The vet conducted a basic physical exam… without Cooper ever realizing it. Sure, he was still afraid, but he calmed down enough to settle for a few seconds at a time, and he allowed everyone to pat him. He never had the chance to go from scared … to terrified … to reactive. He stayed pretty calm (for him).
We asked all our questions (check out this post for more on that) and got to discuss many of Cooper’s issues in depth because, first, the vet was already versed having read his files, and because, second, we had an un-rushed hour to just sit and talk.
This is what sealed the deal for us:
They encourage “social visits.”
Basically, we call them up and say, “Hey, we’d like to bring Cooper by for a social visit this week.” They suggest a day and time that’s light or quiet. We arrive at that time and bring him in to get cheese from staff in the lobby, step on the scale, and say goodbye. That’s it! A couple quick minutes of positivity at no charge. Imagine your reactive dog feeling less scared at the vet because it’s a kinda-sorta happy-ish place. (I harbor no delusions that this will “fix” his issues at the vet, but it can’t hurt and will likely help at least to a small degree!)
It’s not *quite* as perfect as it sounds. The practice is small, so they’re missing a few services we hoped for and had at our previous vet, but we decided that all the rest more than makes up for it. Kindness and compassion for a special pup like ours, not rushing us through the visit, spending time getting to know him and us… they won us over.

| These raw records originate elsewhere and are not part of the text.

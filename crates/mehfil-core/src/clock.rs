//! # Clock
//!
//! Source of "now" for lifecycle rules.
//!
//! Reading the system clock is I/O, so pure code never calls `Utc::now()`
//! directly. Repositories hold an `Arc<dyn Clock>`; production wires in
//! [`SystemClock`], tests wire in [`ManualClock`] and move time by hand.

use std::sync::{Arc, Mutex, PoisonError};

use chrono::{DateTime, Duration, Utc};

/// Supplies the current instant.
pub trait Clock: Send + Sync {
    fn now(&self) -> DateTime<Utc>;
}

/// Wall-clock time.
#[derive(Debug, Clone, Copy, Default)]
pub struct SystemClock;

impl Clock for SystemClock {
    fn now(&self) -> DateTime<Utc> {
        Utc::now()
    }
}

/// A clock that only moves when told to.
///
/// Cloning shares the underlying instant, so a test can keep one handle
/// and give the other to a repository.
#[derive(Debug, Clone)]
pub struct ManualClock {
    current: Arc<Mutex<DateTime<Utc>>>,
}

impl ManualClock {
    pub fn new(start: DateTime<Utc>) -> Self {
        ManualClock {
            current: Arc::new(Mutex::new(start)),
        }
    }

    /// Jumps to an absolute instant.
    pub fn set(&self, instant: DateTime<Utc>) {
        *self.current.lock().unwrap_or_else(PoisonError::into_inner) = instant;
    }

    /// Moves forward by `by`.
    pub fn advance(&self, by: Duration) {
        let mut current = self.current.lock().unwrap_or_else(PoisonError::into_inner);
        *current += by;
    }
}

impl Clock for ManualClock {
    fn now(&self) -> DateTime<Utc> {
        *self.current.lock().unwrap_or_else(PoisonError::into_inner)
    }
}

THEN we got a thank you note for joining their practice. #blownaway
So, yeah, Coop has a new vet. We scheduled him for his annual in October. I thought he was due in April but couldn’t remember why I thought that. Once we were home and I was updating his records, I realized it’s because he’s supposed to start his twice-a-year visits (GAH!) so was due for a baseline blood panel in April to start up his senior status. I need to call them back to schedule that, but there you have it.
My big takeaway and piece of advice: If you’re not happy with your vet, call around or visit vets until you find one you are happy with. It’s an important relationship, and you and your pets should absolutely find a place that feels comfortable!
Have you ever sought a new vet? How did your experience go? What were your big takeaways? Please share ’em in the comments so we can all learn together!